00 2	* * *    root switches="IP_SWITCH_1 IP_SWITCH_2 IP_SWITCH_3 IP_SWITCH_4"; for i in $switches ;  do /usr/local/bin/get-switch-config $i > /var/backups/switches-configs/$i.conf ; done

• Dependency: expect
• /usr/local/bin/get-switch-config

#!/usr/bin/expect -f

# To avoid empty lines, 'nonewline' flag is used
set ip_address [lindex $argv 0];
set prompt "#"
set username "USERNAME\r"
set password "PASSWORD\r"

    log_user 0 
    spawn telnet $ip_address
    expect "Username:"
    send $username
    expect "Password:"
    send $password
    expect $prompt
    send "terminal length 1000\r"
    expect $prompt
    set timeout 120
    log_user 1
    send "show config\r"
    expect $prompt
    set timeout 20
    send "exit\r"
    expect ">"
    send "exit\r"
    expect "?"
    send "y\r"
    expect eof

• Erstellung von Prüfsummen zu den Dateien die gebackuped wurden

• rsnapshot.conf - Beispiele für die Verwendung von integ.sh

...
cmd_postexec    /usr/local/sbin/integ.sh /mnt/external-backup/ebackup1/weekly.0 c ; /bin/mount -o remount,ro /mnt/external-backup
...

• rsnapshot.conf - Beispiele für die Verwendung von backup-lvm-drive.sh

...
backup_script	/usr/local/sbin/backup-lvm-drive.sh /dev/vgroup/lvmname imagename.img.lzo	./pfad/
...

• backup-lvm-drive.sh
• Kann als backup_script ausgeführt werden zB: wenn auf einem Hostsystem virtualisiert über kvm eine „docker“ blackbox läuft und lvm

#!/bin/bash

export PATH=/usr/local/sbin:/usr/local/bin:/usr/sbin:/usr/bin:/sbin:/bin


function bailout ()
{

	echo -e "$1"
	exit 2

}

function usage ()
{
	echo -e "$1"
	exit 1


}

# LVM PATH / generate LVM snapshot name suffix snapshot / compress devices / output PATH

ARGUMENTS=$#
SIZE_SNAPSHOT="20G"
BUFFER="10M"

which lvcreate > /dev/null || bailout "lvcreate not found"
which lvremove > /dev/null || bailout "lvremove not found"
which lzop > /dev/null || bailout "lzop not found - apt-get install lzop"
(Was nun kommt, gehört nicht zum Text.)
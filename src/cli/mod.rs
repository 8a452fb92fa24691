//! Command-line front end: argument parsing, handlers and output formatting.

pub mod args;
pub mod commands;
pub mod output;

pub use args::{Cli, Commands};
pub use commands::{dispatch, Outcome, MAILER_DAEMON};
//! Environment variable credentials provider.

use super::{AwsCredentials, CredentialProvider};
use crate::credentials::error::CredentialError;
use async_trait::async_trait;
use std::env;

/// Access key ID variable.
pub const AWS_ACCESS_KEY_ID: &str = "AWS_ACCESS_KEY_ID";
/// Secret access key variable.
pub const AWS_SECRET_ACCESS_KEY: &str = "AWS_SECRET_ACCESS_KEY";
/// Session token variable.
pub const AWS_SESSION_TOKEN: &str = "AWS_SESSION_TOKEN";

/// Credentials provider that reads from environment variables.
///
/// `AWS_ACCESS_KEY_ID` and `AWS_SECRET_ACCESS_KEY` are required,
/// `AWS_SESSION_TOKEN` is optional.
#[derive(Debug, Clone, Default)]
pub struct EnvironmentCredentialProvider;

impl EnvironmentCredentialProvider {
    /// Create a new environment credentials provider.
    pub fn new() -> Self {
        Self
    }
}

fn required(name: &str) -> Result<String, CredentialError> {
    let value = env::var(name).map_err(|_| CredentialError::Missing {
        message: format!("{} environment variable not set", name),
    })?;

    if value.is_empty() {
        return Err(CredentialError::Invalid {
            message: format!("{} is empty", name),
        });
    }

    Ok(value)
}

#[async_trait]
impl CredentialProvider for EnvironmentCredentialProvider {
    async fn credentials(&self) -> Result<AwsCredentials, CredentialError> {
        let access_key_id = required(AWS_ACCESS_KEY_ID)?;
        let secret_access_key = required(AWS_SECRET_ACCESS_KEY)?;

        let credentials = AwsCredentials::new(access_key_id, secret_access_key);

        Ok(match env::var(AWS_SESSION_TOKEN).ok().filter(|s| !s.is_empty()) {
            Some(token) => credentials.with_session_token(token),
            None => credentials,
        })
    }

    fn name(&self) -> &'static str {
        "environment"
    }
}
//! HTTP plumbing for the SES Query API.
//!
//! ```text
//! SesRequest ──form body──▶ SesHttpClient ──signed HttpRequest──▶ Transport
//!                               ▲                                    │
//!                               └────────── SesResponse ◀────────────┘
//! ```

mod client;
mod request;
mod response;
mod transport;

pub use client::SesHttpClient;
pub use request::{SesRequest, API_VERSION, FORM_CONTENT_TYPE};
pub use response::{SesResponse, REQUEST_ID_HEADER};
pub use transport::{HttpRequest, HttpResponse, ReqwestTransport, Transport};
[ $ARGUMENTS != 2 ] && bailout "Usage: $0 PATH_TO_LVM_VOLUME BACKUP_FILE"

LVM_PATH="$1"
BACKUP_FILE="$2"

[ ! -r $LVM_PATH ] && bailout "FAIL: Cannot read PATH_TO_LVM VOLUME"
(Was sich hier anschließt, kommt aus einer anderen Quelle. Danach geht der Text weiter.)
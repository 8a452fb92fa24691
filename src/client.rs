//! SES client: the six Query API operations the CLI needs.

use async_trait::async_trait;
use base64::engine::general_purpose::STANDARD;
use base64::Engine;
use std::sync::Arc;
use tracing::{debug, info, instrument};

use crate::config::SesConfig;
use crate::error::SesResult;
use crate::http::{SesHttpClient, SesRequest, SesResponse, Transport};
use crate::types::{SendDataPoint, SendQuota, SendRawEmailOutput, SendRawEmailRequest};
use crate::xml;

/// The SES operations used by the command handlers.
///
/// Handlers take `&dyn SesApi` (or a generic bound) so tests can drive them
/// with [`MockSesApi`](crate::mocks::MockSesApi).
#[async_trait]
pub trait SesApi: Send + Sync {
    /// Send a complete MIME message to the given recipients.
    async fn send_raw_email(&self, request: SendRawEmailRequest) -> SesResult<SendRawEmailOutput>;

    /// Ask SES to send a verification mail to `email`.
    async fn verify_email_address(&self, email: &str) -> SesResult<()>;

    /// Addresses verified on the account, in the order SES returns them.
    async fn list_verified_email_addresses(&self) -> SesResult<Vec<String>>;

    /// Current sending limits.
    async fn get_send_quota(&self) -> SesResult<SendQuota>;

    /// Sending activity for the last two weeks, unordered.
    async fn get_send_statistics(&self) -> SesResult<Vec<SendDataPoint>>;

    /// Remove `email` from the verified list.
    async fn delete_verified_email_address(&self, email: &str) -> SesResult<()>;
}

/// [`SesApi`] over the Query API.
///
/// ```rust,no_run
/// use postman::client::{SesApi, SesClient};
/// use postman::config::{ConfigOverrides, SesConfig};
///
/// # async fn example() -> Result<(), Box<dyn std::error::Error>> {
/// let client = SesClient::new(SesConfig::from_env(ConfigOverrides::default())?)?;
/// let quota = client.get_send_quota().await?;
/// println!("{}", quota.max_send_rate);
/// # Ok(())
/// # }
/// ```
#[derive(Debug)]
pub struct SesClient {
    http: SesHttpClient,
}

impl SesClient {
    /// Create a client that talks to SES over HTTPS.
    pub fn new(config: SesConfig) -> SesResult<Self> {
        Ok(Self {
            http: SesHttpClient::new(config)?,
        })
    }

    /// Create a client over a custom transport.
    pub fn with_transport(config: SesConfig, transport: Arc<dyn Transport>) -> SesResult<Self> {
        Ok(Self {
            http: SesHttpClient::with_transport(config, transport)?,
        })
    }

    /// The endpoint requests go to.
    pub fn endpoint(&self) -> &str {
        self.http.endpoint()
    }

    async fn call(&self, request: SesRequest) -> SesResult<(SesResponse, String)> {
        let response = self.http.send_request(request).await?;
        let body = response.body_string()?.to_string();
        Ok((response, body))
    }
}

#[async_trait]
impl SesApi for SesClient {
    #[instrument(skip(self, request), fields(source = %request.source, recipients = request.destinations.len()))]
    async fn send_raw_email(&self, request: SendRawEmailRequest) -> SesResult<SendRawEmailOutput> {
        debug!(size = request.raw_message.len(), "encoding raw message");

        let ses_request = SesRequest::action("SendRawEmail")
            .param("Source", request.source.as_str())
            .member_list("Destinations", request.destinations.as_slice())
            .param("RawMessage.Data", STANDARD.encode(&request.raw_message));

        let (response, body) = self.call(ses_request).await?;
        let mut output = xml::parse_send_raw_email(&body)?;

        if output.request_id.is_none() {
            output.request_id = response.request_id().map(str::to_string);
        }

        info!(
            message_id = output.message_id.as_deref().unwrap_or("-"),
            request_id = output.request_id.as_deref().unwrap_or("-"),
            "raw email accepted"
        );
        Ok(output)
    }

    #[instrument(skip(self))]
    async fn verify_email_address(&self, email: &str) -> SesResult<()> {
        self.call(SesRequest::action("VerifyEmailAddress").param("EmailAddress", email))
            .await?;
        info!("verification requested");
        Ok(())
    }

    #[instrument(skip(self))]
    async fn list_verified_email_addresses(&self) -> SesResult<Vec<String>> {
        let (_, body) = self.call(SesRequest::action("ListVerifiedEmailAddresses")).await?;
        let addresses = xml::parse_list_verified_email_addresses(&body)?;
        debug!(count = addresses.len(), "listed verified addresses");
        Ok(addresses)
    }

    #[instrument(skip(self))]
    async fn get_send_quota(&self) -> SesResult<SendQuota> {
        let (_, body) = self.call(SesRequest::action("GetSendQuota")).await?;
        xml::parse_send_quota(&body)
    }

    #[instrument(skip(self))]
    async fn get_send_statistics(&self) -> SesResult<Vec<SendDataPoint>> {
        let (_, body) = self.call(SesRequest::action("GetSendStatistics")).await?;
        let points = xml::parse_send_statistics(&body)?;
        debug!(count = points.len(), "fetched send statistics");
        Ok(points)
    }

    #[instrument(skip(self))]
    async fn delete_verified_email_address(&self, email: &str) -> SesResult<()> {
        self.call(SesRequest::action("DeleteVerifiedEmailAddress").param("EmailAddress", email))
            .await?;
        info!("verified address deleted");
        Ok(())
    }
}
//! CLI argument definitions using clap

use clap::{Parser, Subcommand};

use crate::config::ConfigOverrides;

/// Send an email via Amazon SES
#[derive(Parser, Debug)]
#[command(name = "postman")]
#[command(version, about, long_about = None)]
#[command(propagate_version = true)]
pub struct Cli {
    /// Extra logging information; `send` lists every recipient
    #[arg(short, long, global = true)]
    pub verbose: bool,

    /// AWS region
    #[arg(long, global = true, env = "AWS_REGION")]
    pub region: Option<String>,

    /// Named profile from the shared AWS config files
    #[arg(long, global = true, env = "AWS_PROFILE")]
    pub profile: Option<String>,

    /// Override the SES endpoint URL
    #[arg(long = "endpoint-url", global = true, env = "AWS_ENDPOINT_URL_SES")]
    pub endpoint_url: Option<String>,

    /// Operation to run.
    #[command(subcommand)]
    pub command: Commands,
}

impl Cli {
    /// Configuration overrides taken from the global options.
    pub fn overrides(&self) -> ConfigOverrides {
        ConfigOverrides {
            region: self.region.clone(),
            profile: self.profile.clone(),
            endpoint: self.endpoint_url.clone(),
        }
    }
}

/// The six SES operations.
#[derive(Subcommand, Debug, Clone, PartialEq, Eq)]
pub enum Commands {
    /// Send a raw message read from standard input
    Send {
        /// The address to send the message from, must be verified
        #[arg(short = 'f', value_name = "SENDER")]
        from: String,

        /// Email addresses to deliver the message to
        #[arg(value_name = "TO", required = true, num_args = 1..)]
        destinations: Vec<String>,
    },

    /// Request verification of sender addresses
    Verify {
        /// An email address to verify for sending from
        #[arg(required = true, num_args = 1..)]
        email: Vec<String>,
    },

    /// List verified sender addresses
    #[command(name = "list_verified")]
    ListVerified,

    /// Show the sending quota
    #[command(name = "show_quota")]
    ShowQuota,

    /// Show sending statistics for the last two weeks
    #[command(name = "show_stats")]
    ShowStats,

    /// Remove addresses from the verified list
    #[command(name = "delete_verified")]
    DeleteVerified {
        /// Verified email addresses to delete from the verification list
        #[arg(required = true, num_args = 1..)]
        email: Vec<String>,
    },
}

#[cfg(test)]
mod tests {
    use super::*;
    use clap::CommandFactory;

    #[test]
    fn test_cli_definition_is_valid() {
        Cli::command().debug_assert();
    }

    #[test]
    fn test_subcommand_names_use_underscores() {
        let names: Vec<String> = Cli::command()
            .get_subcommands()
            .map(|c| c.get_name().to_string())
            .collect();

        assert_eq!(
            names,
            vec![
                "send",
                "verify",
                "list_verified",
                "show_quota",
                "show_stats",
                "delete_verified"
            ]
        );
    }
}
//! Response wrapper for SES Query API replies.

use http::StatusCode;
use std::collections::HashMap;

use crate::error::{map_aws_error, AwsErrorResponse, SesError, SesResult};
use crate::xml;

use super::transport::HttpResponse;

/// Header carrying the request ID on every SES reply.
pub const REQUEST_ID_HEADER: &str = "x-amzn-requestid";

/// A reply from SES: status, headers and the raw XML body.
#[derive(Debug, Clone)]
pub struct SesResponse {
    status: StatusCode,
    headers: HashMap<String, String>,
    body: Vec<u8>,
}

impl SesResponse {
    /// Create a response. Header names are matched case-insensitively.
    ///
    /// ```rust
    /// use postman::http::SesResponse;
    /// use http::StatusCode;
    /// use std::collections::HashMap;
    ///
    /// let mut headers = HashMap::new();
    /// headers.insert("X-Amzn-RequestId".to_string(), "abc-123".to_string());
    ///
    /// let response = SesResponse::new(StatusCode::OK, headers, vec![]);
    /// assert!(response.is_success());
    /// assert_eq!(response.request_id(), Some("abc-123"));
    /// ```
    pub fn new(status: StatusCode, headers: HashMap<String, String>, body: Vec<u8>) -> Self {
        let headers = headers
            .into_iter()
            .map(|(k, v)| (k.to_lowercase(), v))
            .collect();

        Self {
            status,
            headers,
            body,
        }
    }

    /// Wrap a transport-level response.
    pub fn from_http(response: HttpResponse) -> SesResult<Self> {
        let status = StatusCode::from_u16(response.status).map_err(|e| SesError::Transport {
            message: format!("Invalid HTTP status {}: {}", response.status, e),
            source: None,
        })?;

        Ok(Self::new(status, response.headers, response.body))
    }

    /// HTTP status.
    pub fn status(&self) -> StatusCode {
        self.status
    }

    /// Header value by name, case-insensitive.
    pub fn header(&self, name: &str) -> Option<&str> {
        self.headers.get(&name.to_lowercase()).map(String::as_str)
    }

    /// Raw body.
    pub fn body(&self) -> &[u8] {
        &self.body
    }

    /// Body as UTF-8 text.
    pub fn body_string(&self) -> SesResult<&str> {
        std::str::from_utf8(&self.body).map_err(|e| SesError::Serialization {
            message: format!("Response body is not valid UTF-8: {}", e),
        })
    }

    /// Request ID from the `x-amzn-requestid` header.
    pub fn request_id(&self) -> Option<&str> {
        self.header(REQUEST_ID_HEADER)
    }

    /// True for 2xx statuses.
    pub fn is_success(&self) -> bool {
        self.status.is_success()
    }

    /// Turn an unsuccessful reply into [`SesError::AwsApi`].
    ///
    /// The body's `ErrorResponse` document supplies code and message when
    /// present; otherwise they are derived from the status. The request ID
    /// comes from the document, falling back to the response header.
    ///
    /// ```rust
    /// use postman::http::SesResponse;
    /// use http::StatusCode;
    /// use std::collections::HashMap;
    ///
    /// let body = b"<ErrorResponse><Error><Code>MessageRejected</Code>\
    ///     <Message>Email address is not verified.</Message></Error>\
    ///     <RequestId>abc-123</RequestId></ErrorResponse>".to_vec();
    ///
    /// let error = SesResponse::new(StatusCode::BAD_REQUEST, HashMap::new(), body).into_error();
    /// assert_eq!(error.error_code(), Some("MessageRejected"));
    /// assert_eq!(error.request_id(), Some("abc-123"));
    /// ```
    pub fn into_error(self) -> SesError {
        let header_request_id = self.request_id().map(str::to_string);
        let status = self.status.as_u16();

        let mut response = std::str::from_utf8(&self.body)
            .ok()
            .and_then(xml::parse_error_response)
            .unwrap_or_else(|| AwsErrorResponse::from_status(status, None));

        if response.request_id.is_none() {
            response.request_id = header_request_id;
        }

        map_aws_error(&response, status)
    }
}

#[cfg(test)]
mod tests {
    use super::*;

    #[test]
    fn test_header_lookup_is_case_insensitive() {
        let mut headers = HashMap::new();
        headers.insert("Content-Type".to_string(), "text/xml".to_string());
        let response = SesResponse::new(StatusCode::OK, headers, Vec::new());

        assert_eq!(response.header("content-type"), Some("text/xml"));
        assert_eq!(response.header("CONTENT-TYPE"), Some("text/xml"));
    }

    #[test]
    fn test_into_error_from_document() {
        let body = br#"<ErrorResponse xmlns="http://ses.amazonaws.com/doc/2010-12-01/">
  <Error><Type>Sender</Type><Code>Throttling</Code><Message>Rate exceeded</Message></Error>
  <RequestId>abc-123</RequestId>
</ErrorResponse>"#
            .to_vec();

        let error = SesResponse::new(StatusCode::BAD_REQUEST, HashMap::new(), body).into_error();

        match error {
            SesError::AwsApi {
                status,
                code,
                message,
                request_id,
            } => {
                assert_eq!(status, 400);
                assert_eq!(code, "Throttling");
                assert_eq!(message, "Rate exceeded");
                assert_eq!(request_id.as_deref(), Some("abc-123"));
            }
            other => panic!("Expected AwsApi, got {:?}", other),
        }
    }

    #[test]
    fn test_into_error_falls_back_to_status_and_header() {
        let mut headers = HashMap::new();
        headers.insert(REQUEST_ID_HEADER.to_string(), "hdr-1".to_string());
        let body = b"<html>Bad Gateway</html>".to_vec();

        let error = SesResponse::new(StatusCode::BAD_GATEWAY, headers, body).into_error();

        assert_eq!(error.status(), Some(502));
        assert_eq!(error.error_code(), Some("ServiceUnavailable"));
        assert_eq!(error.request_id(), Some("hdr-1"));
        assert!(error.to_string().contains("Bad Gateway"));
    }

    #[test]
    fn test_from_http() {
        let response = SesResponse::from_http(HttpResponse {
            status: 200,
            headers: HashMap::new(),
            body: b"<ok/>".to_vec(),
        })
        .unwrap();

        assert!(response.is_success());
        assert_eq!(response.body_string().unwrap(), "<ok/>");
    }
}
[ -r $BACKUP_FILE ] && bailout "FAIL: $BACKUP_FILE is already here aborting"


LVM_NAME=$(echo ${LVM_PATH##*/})

LVM_NAME_SNAPSHOT="$LVM_NAME""_snapshot"

LVM_PATH_SNAPSHOT="${LVM_PATH%%$LVM_NAME}$LVM_NAME_SNAPSHOT"

[ -r $LVM_PATH_SNAPSHOT ] && bailout "FAIL: Snapshot: $LVM_PATH_SNAPSHOT already here aborting"

lvcreate -L $SIZE_SNAPSHOT -s -n $LVM_NAME_SNAPSHOT $LVM_PATH > /dev/null || bailout "FAIL: Could not create Snapshot: $LVM_NAME_SNAPSHOT"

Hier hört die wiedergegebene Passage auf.